Em Kensington, as drogas são baratas e abundantes, e as pessoas se injetam ao ar livre. Ao caminhar pelo bairro, Pichardo encontra pessoas desmaiadas na calçada, uma mulher em estado de estupor com as calças abaixadas, um homem deitado de bruços ao lado de uma catraca do metrô, e outro em uma cadeira de rodas, com os olhos fechados e dinheiro nas mãos.

Ele, assim como um número cada vez maior de usuários de opioides, teve um membro amputado. Uma nova droga nas ruas, o tranquilizante animal xilazina, está sendo misturada com fentanil. Isso leva a feridas abertas que infeccionam. Em alguns lugares, o ar é fétido.

John White tem 56 anos e, durante 40 anos, lutou contra a dependência. Na Sunshine House, Pichardo serve a ele uma tigela de sopa caseira.

"Passei toda a minha vida nesta cidade", diz ele. "A epidemia de fentanil e opioides é a pior que já vi. O fentanil vai te deixar tão viciado que você tem que comprar mais. Então, eles o colocam em tudo."

White teve uma overdose de fentanil depois de fumar um baseado misturado com a droga — o fentanil está sendo adicionado a todos os tipos de drogas ilícitas, incluindo heroína, cocaína e maconha.

John White, de barba grisalha, usando chapéu e casaco, fotografado no centro de atendimento, há outras pessoas fora de foco atrás dele. Uma lágrima está escorrendo por sua bochecha

Crédito,Darren Conway/BBC

Legenda da foto,John White diz que a epidemia de fentanil é a pior que ele já viu

Pichardo tem pouca esperança de que, mesmo que o comércio de fentanil seja reprimido no México, isso melhore a vida das pessoas em Kensington.

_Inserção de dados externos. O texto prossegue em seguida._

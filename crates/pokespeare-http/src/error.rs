//! Error types for outbound requests and cache stores.

use std::error::Error as StdError;
use std::io;
use std::path::PathBuf;

use reqwest::{Method, StatusCode};
use thiserror::Error;

/// Result alias for outbound requests.
pub type TransportResult<T> = Result<T, TransportError>;
/// Result alias for cache store operations.
pub type CacheResult<T> = Result<T, CacheError>;

/// The two failure kinds an outbound request can produce.
#[derive(Debug, Error)]
pub enum TransportError {
    /// Upstream answered with a non-success status, or redirected too often.
    #[error("upstream responded with status {status}")]
    Status {
        /// Request method.
        method: Method,
        /// Request URL.
        url: String,
        /// Status reported by the upstream.
        status: StatusCode,
    },
    /// Any other failure: DNS, connect, timeout, body read, encoding.
    #[error("unexpected error calling upstream")]
    Unexpected {
        /// Request method.
        method: Method,
        /// Request URL.
        url: String,
        /// Underlying failure.
        #[source]
        source: Box<dyn StdError + Send + Sync>,
    },
}

impl TransportError {
    /// Status code carried by a [`TransportError::Status`].
    #[must_use]
    pub const fn status(&self) -> Option<StatusCode> {
        match self {
            Self::Status { status, .. } => Some(*status),
            Self::Unexpected { .. } => None,
        }
    }

    /// Whether the upstream throttled the request.
    #[must_use]
    pub fn is_rate_limited(&self) -> bool {
        self.status() == Some(StatusCode::TOO_MANY_REQUESTS)
    }

    pub(crate) fn unexpected(
        method: Method,
        url: &str,
        source: impl Into<Box<dyn StdError + Send + Sync>>,
    ) -> Self {
        Self::Unexpected {
            method,
            url: url.to_string(),
            source: source.into(),
        }
    }
}

/// Errors raised while constructing a client.
#[derive(Debug, Error)]
pub enum ClientBuildError {
    /// The reqwest client could not be built.
    #[error("failed to build http client")]
    Client {
        /// Underlying reqwest error.
        #[source]
        source: reqwest::Error,
    },
    /// The cache store could not be opened.
    #[error("failed to open response cache")]
    Cache {
        /// Underlying cache error.
        #[source]
        source: CacheError,
    },
}

/// Failures inside a cache store. Callers log these and fall back to the network.
#[derive(Debug, Error)]
pub enum CacheError {
    /// Filesystem access failed.
    #[error("cache io failed")]
    Io {
        /// Path being accessed.
        path: PathBuf,
        /// Underlying IO error.
        #[source]
        source: io::Error,
    },
    /// An entry could not be serialized.
    #[error("cache entry could not be encoded")]
    Encode {
        /// Underlying serializer error.
        #[source]
        source: serde_json::Error,
    },
    /// A stored entry could not be decoded.
    #[error("cache entry is corrupt")]
    Corrupt {
        /// Key of the corrupt entry.
        key: String,
        /// Underlying deserializer error.
        #[source]
        source: serde_json::Error,
    },
    /// The selected backend was not compiled in.
    #[error("cache backend is not available in this build")]
    BackendUnavailable {
        /// Backend that was requested.
        backend: &'static str,
    },
    /// Creating the redis pool failed.
    #[cfg(feature = "redis")]
    #[error("failed to create redis pool")]
    RedisPool {
        /// Underlying pool error.
        #[source]
        source: deadpool_redis::CreatePoolError,
    },
    /// Checking out a redis connection failed.
    #[cfg(feature = "redis")]
    #[error("failed to acquire redis connection")]
    RedisConnection {
        /// Underlying pool error.
        #[source]
        source: deadpool_redis::PoolError,
    },
    /// A redis command failed.
    #[cfg(feature = "redis")]
    #[error("redis command failed")]
    Redis {
        /// Underlying redis error.
        #[source]
        source: redis::RedisError,
    },
}

#[cfg(test)]
mod tests {
    use super::*;

    #[test]
    fn status_errors_expose_code() {
        let err = TransportError::Status {
            method: Method::POST,
            url: "http://translator.test/".into(),
            status: StatusCode::TOO_MANY_REQUESTS,
        };
        assert!(err.is_rate_limited());
        assert_eq!(err.status(), Some(StatusCode::TOO_MANY_REQUESTS));
        assert_eq!(
            err.to_string(),
            "upstream responded with status 429 Too Many Requests"
        );
    }

    #[test]
    fn unexpected_errors_have_no_status() {
        let err = TransportError::unexpected(
            Method::GET,
            "http://pokeapi.test/",
            io::Error::other("connection reset"),
        );
        assert!(err.status().is_none());
        assert!(!err.is_rate_limited());
        assert!(StdError::source(&err).is_some());
    }
}
#![forbid(unsafe_code)]
#![deny(
    clippy::all,
    clippy::pedantic,
    clippy::nursery,
    rustdoc::broken_intra_doc_links,
    rustdoc::bare_urls
)]
#![warn(unused, unreachable_pub, missing_docs)]

//! Shared test helpers used across unit and integration suites.
//! Layout: fixtures.rs (upstream JSON payloads), mocks.rs (scripted HTTP client).

pub mod fixtures;
pub mod mocks;
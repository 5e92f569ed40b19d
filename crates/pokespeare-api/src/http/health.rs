//! Health and metrics endpoints.

use axum::{Json, body::Body, extract::State, http::StatusCode, http::header, response::Response};
use pokespeare_telemetry::build_sha;
use tracing::error;

use crate::http::constants::METRICS_CONTENT_TYPE;
use crate::http::errors::ApiError;
use crate::models::HealthResponse;
use crate::state::ApiState;

pub(crate) async fn health(State(state): State<ApiState>) -> Json<HealthResponse> {
    Json(HealthResponse {
        status: "ok",
        build: build_sha().to_string(),
        cache: state.cache_backend,
        metrics: state.telemetry.snapshot(),
    })
}

pub(crate) async fn metrics(State(state): State<ApiState>) -> Result<Response, ApiError> {
    let body = state.telemetry.render().map_err(|err| {
        error!(error = %err, "failed to render metrics");
        ApiError::internal("failed to render metrics")
    })?;
    Response::builder()
        .status(StatusCode::OK)
        .header(header::CONTENT_TYPE, METRICS_CONTENT_TYPE)
        .body(Body::from(body))
        .map_err(|err| {
            error!(error = %err, "failed to build metrics response");
            ApiError::internal("failed to build metrics response")
        })
}
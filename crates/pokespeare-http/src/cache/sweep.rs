//! Background eviction of expired entries.
//!
//! Stores only drop a stale entry when its key is read again; the sweeper
//! bounds growth from keys that are never requested twice.

use std::sync::Arc;
use std::time::Duration;

use tokio::task::JoinHandle;
use tokio::time::{MissedTickBehavior, interval};
use tracing::{debug, warn};

use super::CacheStore;

/// Purge `store` every `period` until the returned task is aborted.
#[must_use]
pub fn spawn_sweeper(store: Arc<dyn CacheStore>, period: Duration) -> JoinHandle<()> {
    let period = period.max(Duration::from_millis(1));
    tokio::spawn(async move {
        let mut ticker = interval(period);
        ticker.set_missed_tick_behavior(MissedTickBehavior::Skip);
        // The first tick completes immediately.
        ticker.tick().await;
        loop {
            ticker.tick().await;
            match store.purge_expired().await {
                Ok(0) => {}
                Ok(removed) => debug!(
                    backend = store.backend(),
                    removed, "evicted expired cache entries"
                ),
                Err(err) => warn!(
                    error = %err,
                    backend = store.backend(),
                    "cache sweep failed"
                ),
            }
        }
    })
}
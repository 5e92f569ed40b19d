//! Fallback values applied when a setting is absent from the environment.

/// Species endpoint queried for descriptions.
pub const POKEMON_API_URL: &str = "https://pokeapi.co/api/v2/pokemon-species/";
/// Translator endpoint receiving the description.
pub const TRANSLATOR_API_URL: &str = "https://api.funtranslations.com/translate/shakespeare.json";
/// Name used to namespace cached responses.
pub const CACHE_NAME: &str = "pokespeare_cache";
/// Cache storage backend.
pub const CACHE_BACKEND: &str = "memory";
/// Cache entry lifetime in seconds.
pub const CACHE_EXPIRATION_SECS: u64 = 3_600;
/// Methods eligible for caching.
pub const CACHE_METHODS: &[&str] = &["GET", "POST"];
/// Directory holding the file-backed cache.
pub const CACHE_DIR: &str = ".cache";
/// Connection string for the redis cache backend.
pub const REDIS_URL: &str = "redis://127.0.0.1:6379";
/// Language code selected from the flavor text entries.
pub const LANGUAGE: &str = "en";
/// Translation tag the translator must echo back.
pub const TRANSLATION: &str = "shakespeare";
/// Outbound request timeout in milliseconds.
pub const REQUEST_TIMEOUT_MS: u64 = 10_000;
/// Bind host for the HTTP listener.
pub const HOST: &str = "127.0.0.1";
/// Bind port for the HTTP listener.
pub const PORT: u16 = 5_000;
/// Default `EnvFilter` directive.
pub const LOG_LEVEL: &str = "info";

/// Worker threads used when none are configured: `2 * cpus + 1`.
#[must_use]
pub fn workers() -> usize {
    let cpus = std::thread::available_parallelism().map_or(1, std::num::NonZeroUsize::get);
    cpus.saturating_mul(2).saturating_add(1)
}

#[cfg(test)]
mod tests {
    use super::*;

    #[test]
    fn default_workers_is_odd_and_positive() {
        let count = workers();
        assert!(count >= 3);
        assert_eq!(count % 2, 1);
    }
}
impl ReqwestHttpClient {
    /// Client without a cache.
    ///
    /// # Errors
    ///
    /// Returns [`ClientBuildError::Client`] when reqwest rejects the settings.
    pub fn new(settings: &ClientSettings) -> Result<Self, ClientBuildError> {
        Ok(Self {
            client: build_client(settings)?,
            cache: None,
            cache_enabled: AtomicBool::new(false),
        })
    }

    /// Client caching through the store described by `cache`; caching starts enabled.
    ///
    /// # Errors
    ///
    /// Returns [`ClientBuildError`] when the client or the store cannot be built.
    pub fn with_cache(
        settings: &ClientSettings,
        cache: &CacheSettings,
    ) -> Result<Self, ClientBuildError> {
        let store =
            build_cache_store(cache).map_err(|source| ClientBuildError::Cache { source })?;
        Self::with_store(settings, store, cache.ttl, cache.allowable_methods.clone())
    }

    /// Client caching through an already opened store; caching starts enabled.
    ///
    /// # Errors
    ///
    /// Returns [`ClientBuildError::Client`] when reqwest rejects the settings.
    pub fn with_store(
        settings: &ClientSettings,
        store: Arc<dyn CacheStore>,
        ttl: Duration,
        methods: Vec<Method>,
    ) -> Result<Self, ClientBuildError> {
        Ok(Self {
            client: build_client(settings)?,
            cache: Some(ResponseCache {
                store,
                ttl,
                methods,
            }),
            cache_enabled: AtomicBool::new(true),
        })
    }

    /// The configured store, for background maintenance.
    #[must_use]
    pub fn cache_store(&self) -> Option<Arc<dyn CacheStore>> {
        self.cache.as_ref().map(|cache| Arc::clone(&cache.store))
    }

    /// Backend label of the configured store, if any.
    #[must_use]
    pub fn cache_backend(&self) -> Option<&'static str> {
        self.cache.as_ref().map(|cache| cache.store.backend())
    }

    fn cache_for(&self, method: &Method) -> Option<&ResponseCache> {
        if !self.cache_enabled.load(Ordering::Relaxed) {
            return None;
        }
        self.cache
            .as_ref()
            .filter(|cache| cache.methods.contains(method))
    }

    async fn execute(
        &self,
        method: Method,
        url: &Url,
        body: Option<&Value>,
        options: &RequestOptions,
    ) -> TransportResult<HttpResponse> {
        let cached = self
            .cache_for(&method)
            .map(|cache| (cache, CacheKey::new(&method, url, body)));

        if let Some((cache, key)) = &cached {
            match cache.store.get(key).await {
                Ok(Some(hit)) => {
                    debug!(method = %method, url = %url, "serving response from cache");
                    return Ok(HttpResponse::from_cached(hit));
                }
                Ok(None) => {}
                Err(err) => warn!(
                    error = %err,
                    backend = cache.store.backend(),
                    "cache lookup failed, falling back to upstream"
                ),
            }
        }

        let mut request = self
            .client
            .request(method.clone(), url.clone())
            .headers(options.headers.clone());
        if let Some(body) = body {
            request = request.json(body);
        }
        if let Some(timeout) = options.timeout {
            request = request.timeout(timeout);
        }

        let response = request
            .send()
            .await
            .map_err(|err| classify(&method, url, err))?;
        let status = response.status();
        debug!(method = %method, url = %url, status = status.as_u16(), "upstream responded");
        if !status.is_success() {
            return Err(TransportError::Status {
                method,
                url: url.to_string(),
                status,
            });
        }

        let content_type = response
            .headers()
            .get(CONTENT_TYPE)
            .and_then(|value| value.to_str().ok())
            .map(str::to_string);
        let body = response
            .bytes()
            .await
            .map_err(|err| classify(&method, url, err))?
            .to_vec();
        let fetched = HttpResponse {
            status,
            body,
            content_type,
            from_cache: false,
        };

        if let Some((cache, key)) = cached
            && let Err(err) = cache
                .store
                .insert(&key, fetched.to_cached(), cache.ttl)
                .await
        {
            warn!(
                error = %err,
                backend = cache.store.backend(),
                "failed to store response in cache"
            );
        }
        Ok(fetched)
    }
}
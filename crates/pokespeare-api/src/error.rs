//! # Design
//!
//! - One error type for listener bind and serve failures.
//! - Messages stay constant; the address lives in a structured field.

use std::error::Error;
use std::fmt::{self, Display, Formatter};
use std::net::SocketAddr;

/// Result alias for API server operations.
pub type ApiServerResult<T> = std::result::Result<T, ApiServerError>;

/// Errors raised while binding or serving the API.
#[derive(Debug)]
pub enum ApiServerError {
    /// Binding the listener failed.
    Bind {
        /// Address attempted.
        addr: SocketAddr,
        /// Underlying IO error.
        source: std::io::Error,
    },
    /// Serving the API failed.
    Serve {
        /// Underlying IO error.
        source: std::io::Error,
    },
}

impl Display for ApiServerError {
    fn fmt(&self, formatter: &mut Formatter<'_>) -> fmt::Result {
        match self {
            Self::Bind { .. } => formatter.write_str("failed to bind api listener"),
            Self::Serve { .. } => formatter.write_str("api server terminated unexpectedly"),
        }
    }
}

impl Error for ApiServerError {
    fn source(&self) -> Option<&(dyn Error + 'static)> {
        match self {
            Self::Bind { source, .. } | Self::Serve { source } => Some(source),
        }
    }
}

#[cfg(test)]
mod tests {
    use super::*;
    use std::io;
    use std::net::{IpAddr, Ipv4Addr};

    #[test]
    fn api_server_error_display_and_source() {
        let cases = [
            (
                ApiServerError::Bind {
                    addr: SocketAddr::new(IpAddr::V4(Ipv4Addr::LOCALHOST), 5000),
                    source: io::Error::from(io::ErrorKind::AddrInUse),
                },
                "failed to bind api listener",
            ),
            (
                ApiServerError::Serve {
                    source: io::Error::other("boom"),
                },
                "api server terminated unexpectedly",
            ),
        ];
        for (err, message) in cases {
            assert_eq!(err.to_string(), message);
            assert!(err.source().is_some());
        }
    }
}
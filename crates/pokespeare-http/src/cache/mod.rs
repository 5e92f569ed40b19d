//! Response cache: keys, stored values, and the pluggable store trait.
//!
//! # Design
//! - Stores are interchangeable behind [`CacheStore`]; the client never knows
//!   which backend it talks to.
//! - Entries are serializable so file and redis stores persist the same shape.
//! - Keys hash the method, URL, and a canonical body fingerprint so identical
//!   POST bodies with reordered keys share an entry.

mod file;
mod memory;
mod sweep;
#[cfg(feature = "redis")]
mod redis;

use std::path::PathBuf;
use std::sync::Arc;
use std::time::Duration;

use async_trait::async_trait;
use chrono::{DateTime, Utc};
use reqwest::Method;
use serde::{Deserialize, Serialize};
use serde_json::Value;
use sha2::{Digest, Sha256};
use url::Url;

use crate::error::CacheResult;

pub use file::FileCacheStore;
pub use memory::MemoryCacheStore;
pub use sweep::spawn_sweeper;
#[cfg(feature = "redis")]
pub use redis::RedisCacheStore;

/// Default entry lifetime.
pub const DEFAULT_TTL: Duration = Duration::from_secs(3_600);

/// Storage backend for cached responses.
#[async_trait]
pub trait CacheStore: Send + Sync {
    /// Backend label used in logs and health output.
    fn backend(&self) -> &'static str;

    /// Fetch a live entry; expired entries read as absent.
    async fn get(&self, key: &CacheKey) -> CacheResult<Option<CachedResponse>>;

    /// Store `response` for `ttl`, replacing any previous entry.
    async fn insert(&self, key: &CacheKey, response: CachedResponse, ttl: Duration)
    -> CacheResult<()>;

    /// Evict every expired entry, returning how many were removed.
    async fn purge_expired(&self) -> CacheResult<usize>;
}

/// Response body and metadata as persisted in a store.
#[derive(Debug, Clone, PartialEq, Eq, Serialize, Deserialize)]
pub struct CachedResponse {
    /// HTTP status of the original response.
    pub status: u16,
    /// Raw body bytes.
    #[serde(with = "body_base64")]
    pub body: Vec<u8>,
    /// `Content-Type` of the original response.
    pub content_type: Option<String>,
}

/// A cached response with its absolute expiry.
#[derive(Debug, Clone, Serialize, Deserialize)]
pub struct CacheEntry {
    /// Stored response.
    pub response: CachedResponse,
    /// Instant after which the entry is stale.
    pub expires_at: DateTime<Utc>,
}

impl CacheEntry {
    /// Wrap `response` so it expires `ttl` from now.
    #[must_use]
    pub fn new(response: CachedResponse, ttl: Duration) -> Self {
        let ttl = chrono::Duration::from_std(ttl).unwrap_or(chrono::Duration::MAX);
        let expires_at = Utc::now()
            .checked_add_signed(ttl)
            .unwrap_or(DateTime::<Utc>::MAX_UTC);
        Self {
            response,
            expires_at,
        }
    }

    /// Whether the entry is stale at `now`.
    #[must_use]
    pub fn is_expired_at(&self, now: DateTime<Utc>) -> bool {
        now >= self.expires_at
    }

    /// Whether the entry is stale right now.
    #[must_use]
    pub fn is_expired(&self) -> bool {
        self.is_expired_at(Utc::now())
    }
}

/// Lowercase hex SHA-256 identifying a request.
#[derive(Debug, Clone, PartialEq, Eq, Hash)]
pub struct CacheKey(String);

impl CacheKey {
    /// Key for `method url` with an optional JSON body.
    #[must_use]
    pub fn new(method: &Method, url: &Url, body: Option<&Value>) -> Self {
        let fingerprint = body.map(fingerprint).unwrap_or_default();
        let mut hasher = Sha256::new();
        hasher.update(method.as_str().as_bytes());
        hasher.update(b"\n");
        hasher.update(url.as_str().as_bytes());
        hasher.update(b"\n");
        hasher.update(fingerprint.as_bytes());
        Self(format!("{:x}", hasher.finalize()))
    }

    /// Hex digest.
    #[must_use]
    pub fn as_str(&self) -> &str {
        &self.0
    }
}

impl std::fmt::Display for CacheKey {
    fn fmt(&self, f: &mut std::fmt::Formatter<'_>) -> std::fmt::Result {
        f.write_str(&self.0)
    }
}

/// SHA-256 of the canonical encoding of `body`.
#[must_use]
pub fn fingerprint(body: &Value) -> String {
    let mut canonical = String::new();
    write_canonical(body, &mut canonical);
    format!("{:x}", Sha256::digest(canonical.as_bytes()))
}

// Object keys sorted at every depth, no whitespace.
fn write_canonical(value: &Value, out: &mut String) {
    match value {
        Value::Object(map) => {
            let mut keys: Vec<&String> = map.keys().collect();
            keys.sort();
            out.push('{');
            for (index, key) in keys.into_iter().enumerate() {
                if index > 0 {
                    out.push(',');
                }
                out.push_str(&Value::String(key.clone()).to_string());
                out.push(':');
                if let Some(child) = map.get(key) {
                    write_canonical(child, out);
                }
            }
            out.push('}');
        }
        Value::Array(items) => {
            out.push('[');
            for (index, item) in items.iter().enumerate() {
                if index > 0 {
                    out.push(',');
                }
                write_canonical(item, out);
            }
            out.push(']');
        }
        scalar => out.push_str(&scalar.to_string()),
    }
}

/// Which store a client should open.
#[derive(Debug, Clone, PartialEq, Eq)]
pub enum CacheBackend {
    /// In-process map.
    Memory,
    /// One JSON file per entry under `dir/<name>`.
    File {
        /// Parent directory of the cache.
        dir: PathBuf,
    },
    /// Shared redis instance.
    Redis {
        /// Connection string.
        url: String,
    },
}

/// Cache configuration for a client.
#[derive(Debug, Clone)]
pub struct CacheSettings {
    /// Namespace for entries: file sub-directory or redis key prefix.
    pub name: String,
    /// Store to open.
    pub backend: CacheBackend,
    /// Entry lifetime.
    pub ttl: Duration,
    /// Methods whose responses are cached.
    pub allowable_methods: Vec<Method>,
}

impl Default for CacheSettings {
    fn default() -> Self {
        Self {
            name: "pokespeare_cache".to_string(),
            backend: CacheBackend::Memory,
            ttl: DEFAULT_TTL,
            allowable_methods: vec![Method::GET],
        }
    }
}

/// Open the store described by `settings`.
///
/// # Errors
///
/// Returns a [`CacheError`](crate::error::CacheError) when the store cannot be opened or the backend was
/// not compiled in.
pub fn build_cache_store(settings: &CacheSettings) -> CacheResult<Arc<dyn CacheStore>> {
    match &settings.backend {
        CacheBackend::Memory => Ok(Arc::new(MemoryCacheStore::new())),
        CacheBackend::File { dir } => Ok(Arc::new(FileCacheStore::open(
            dir.join(&settings.name),
        )?)),
        #[cfg(feature = "redis")]
        CacheBackend::Redis { url } => Ok(Arc::new(RedisCacheStore::connect(
            url,
            &settings.name,
        )?)),
        #[cfg(not(feature = "redis"))]
        CacheBackend::Redis { .. } => Err(crate::error::CacheError::BackendUnavailable {
            backend: "redis",
        }),
    }
}

mod body_base64 {
    use base64::{Engine as _, engine::general_purpose::STANDARD};
    use serde::{Deserialize, Deserializer, Serializer};

    pub(super) fn serialize<S: Serializer>(body: &[u8], serializer: S) -> Result<S::Ok, S::Error> {
        serializer.serialize_str(&STANDARD.encode(body))
    }

    pub(super) fn deserialize<'de, D: Deserializer<'de>>(
        deserializer: D,
    ) -> Result<Vec<u8>, D::Error> {
        let encoded = String::deserialize(deserializer)?;
        STANDARD
            .decode(encoded)
            .map_err(serde::de::Error::custom)
    }
}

"O problema que temos com a guerra às drogas é que ela não funcionou naquela época, [e] não acredito que vá funcionar agora", explica.

Quando o fornecimento de uma droga é cortado, outra a substitui, diz ela. "Antes havia heroína, agora não há mais. Agora há o fentanil. Quando não houver fentanil, será a xilazina. Então, é como se eles encontrassem uma maneira de manter as pessoas viciadas para que possam ganhar dinheiro às custas delas, com o sofrimento delas", avalia Pichardo.

Bem em frente à Sunshine House, uma jovem é encontrada desmaiada na calçada, com o corpo esparramado no concreto: ela não responde. Pichardo chega rapidamente ao local, com o kit médico ao seu lado, mais uma vez administrando naloxona. A mulher acaba sendo reanimada — ela vai sobreviver.

Rosalind Pichardo retorna à Sunshine House, outra vida salva e outro dígito a ser adicionado às páginas da sua Bíblia surrada.